Related with schema, we can make two kind of operations:

  • Flatten Schema: transformer named "flatten_schema" used to flatten the schema of dataframe.

    • Parameters to be defined:
      • max_level: 2 => this sets the level until you want to flatten the schema.
      • shorten_names: True => this flag is when you want to shorten the name of the prefixes of the fields.
      • alias: True => this flag is used when you want to define a prefix for the column to be flattened.
      • num_chars: 7 => this sets the number of characters to consider when shortening the names of the fields.
      • ignore_cols: True => this list value should be set to specify the columns you don't want to flatten.
  • Explode Columns: transformer named "explode_columns" used to explode columns with types ArrayType and MapType.

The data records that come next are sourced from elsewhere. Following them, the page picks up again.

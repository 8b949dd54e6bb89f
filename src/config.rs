use crate::model::Period;
use serde::Deserialize;
use std::fs;
use std::io;
use std::path::Path;
use thiserror::Error;
use tracing::warn;

pub const DEFAULT_SYMBOLS: [&str; 10] = [
    "AAPL", "GOOGL", "AMZN", "MSFT", "TSLA", "META", "NFLX", "NVDA", "SPY", "BA",
];

/// Upper bound on projected days.
pub const MAX_FORECAST_HORIZON: usize = 365;

#[derive(Debug, Error)]
pub enum ConfigError {
    #[error("cannot read config: {0}")]
    Io(#[from] io::Error),
    #[error("invalid config: {0}")]
    Parse(#[from] serde_json::Error),
}

#[derive(Debug, Clone, Deserialize)]
#[serde(default)]
pub struct AppConfig {
    pub symbols: Vec<String>,
    pub default_period: Period,
    pub forecast_horizon: usize,
    pub request_timeout_seconds: u64,
    pub user_agent: String,
    pub base_url: String,
    pub window_width: f32,
    pub window_height: f32,
}

impl Default for AppConfig {
    fn default() -> Self {
        Self {
            symbols: DEFAULT_SYMBOLS.iter().map(|s| s.to_string()).collect(),
            default_period: Period::OneDay,
            forecast_horizon: 7,
            request_timeout_seconds: 10,
            user_agent: "Mozilla/5.0 (Windows NT 10.0; Win64; x64) StockForecaster/0.1".into(),
            base_url: "https://query1.finance.yahoo.com/v8/finance/chart".into(),
            window_width: 700.0,
            window_height: 600.0,
        }
    }
}

/// Reads `path` as JSON. A missing file yields the defaults.
pub fn load_config(path: impl AsRef<Path>) -> Result<AppConfig, ConfigError> {
    let content = match fs::read_to_string(path) {
        Ok(c) => c,
        Err(e) if e.kind() == io::ErrorKind::NotFound => return Ok(AppConfig::default()),
        Err(e) => return Err(e.into()),
    };
    let mut config: AppConfig = serde_json::from_str(&content)?;
    if config.forecast_horizon > MAX_FORECAST_HORIZON {
        warn!(
            "forecast_horizon {} exceeds {}, clamping",
            config.forecast_horizon, MAX_FORECAST_HORIZON
        );
        config.forecast_horizon = MAX_FORECAST_HORIZON;
    }
    Ok(config)
}

#[cfg(test)]
mod tests {
    use super::*;

    #[test]
    fn missing_file_gives_defaults() {
        let cfg = load_config("definitely/not/here/config.json").unwrap();
        assert_eq!(cfg.forecast_horizon, 7);
        assert_eq!(cfg.default_period, Period::OneDay);
        assert_eq!(cfg.symbols.len(), 10);
    }

    #[test]
    fn partial_json_keeps_other_defaults() {
        let cfg: AppConfig =
            serde_json::from_str(r#"{ "default_period": "1y", "symbols": ["IBM"] }"#).unwrap();
        assert_eq!(cfg.default_period, Period::OneYear);
        assert_eq!(cfg.symbols, vec!["IBM".to_string()]);
        assert_eq!(cfg.request_timeout_seconds, 10);
    }

    #[test]
    fn oversized_horizon_is_clamped() {
        let path = std::env::temp_dir().join(format!("stock-forecaster-horizon-{}.json", std::process::id()));
        fs::write(&path, r#"{ "forecast_horizon": 18446744073709551615 }"#).unwrap();
        let result = load_config(&path);
        let _ = fs::remove_file(&path);
        assert_eq!(result.unwrap().forecast_horizon, MAX_FORECAST_HORIZON);
    }

    #[test]
    fn malformed_file_is_an_error() {
        let path = std::env::temp_dir().join(format!("stock-forecaster-{}.json", std::process::id()));
        fs::write(&path, "{ not json").unwrap();
        let result = load_config(&path);
        let _ = fs::remove_file(&path);
        assert!(matches!(result, Err(ConfigError::Parse(_))));
    }
}
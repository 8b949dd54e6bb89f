use crate::config::AppConfig;
use crate::fetcher::traits::QuoteProvider;
use crate::model::{FetchError, HistoryRequest, PriceHistory};
use crate::parser::{Parser, YahooChartParser};

use reqwest::{Client, StatusCode, Url};
use std::time::Duration;
use tracing::{debug, info};

pub struct YahooProvider {
    client: Client,
    base_url: String,
    parser: YahooChartParser,
}

impl YahooProvider {
    pub fn new(config: &AppConfig) -> Result<Self, FetchError> {
        let client = Client::builder()
            .user_agent(config.user_agent.clone())
            .timeout(Duration::from_secs(config.request_timeout_seconds))
            .build()?;

        Ok(Self {
            client,
            base_url: config.base_url.trim_end_matches('/').to_string(),
            parser: YahooChartParser::new(),
        })
    }

    fn build_url(&self, req: &HistoryRequest) -> Result<Url, FetchError> {
        let mut url = Url::parse(&self.base_url)
            .map_err(|e| FetchError::Http(format!("bad base url {}: {}", self.base_url, e)))?;
        url.path_segments_mut()
            .map_err(|_| FetchError::Http(format!("base url cannot have a path: {}", self.base_url)))?
            .push(&req.symbol);
        url.query_pairs_mut()
            .append_pair("range", req.period.range())
            .append_pair("interval", "1d")
            .append_pair("includeAdjustedClose", "true");
        Ok(url)
    }
}

#[async_trait::async_trait]
impl QuoteProvider for YahooProvider {
    async fn fetch(&self, req: &HistoryRequest) -> Result<PriceHistory, FetchError> {
        let url = self.build_url(req)?;
        debug!("GET {}", url);

        let response = self.client.get(url).send().await?;
        let status = response.status();
        let body = response.text().await?;

        if !status.is_success() {
            return Err(match YahooChartParser::error_from_body(&body) {
                // a 404 with a chart error is an unknown symbol
                Some(_) if status == StatusCode::NOT_FOUND => FetchError::Empty,
                Some(err) => err,
                None => FetchError::Status(status.as_u16()),
            });
        }

        let history = self.parser.parse(&body, req)?;
        info!("Fetched {} bars for {} ({})", history.len(), req.symbol, req.period);
        Ok(history)
    }
}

    • Parameters to be defined:
      • explode_arrays: True => this flag should be set to true to explode all array columns present in the dataframe.
      • array_cols_to_explode: ["sample_col"] => this list value should be set when to specify the array columns desired to explode.
      • explode_maps: True => this flag should be set to true to explode all map columns present in the dataframe.
      • map_cols_to_explode: ["map_col"] => this list value should be set when to specify the map columns desired to explode.
    • Recommendation: use array_cols_to_explode and map_cols_to_explode to specify the columns desired to explode and do not do it for all of them.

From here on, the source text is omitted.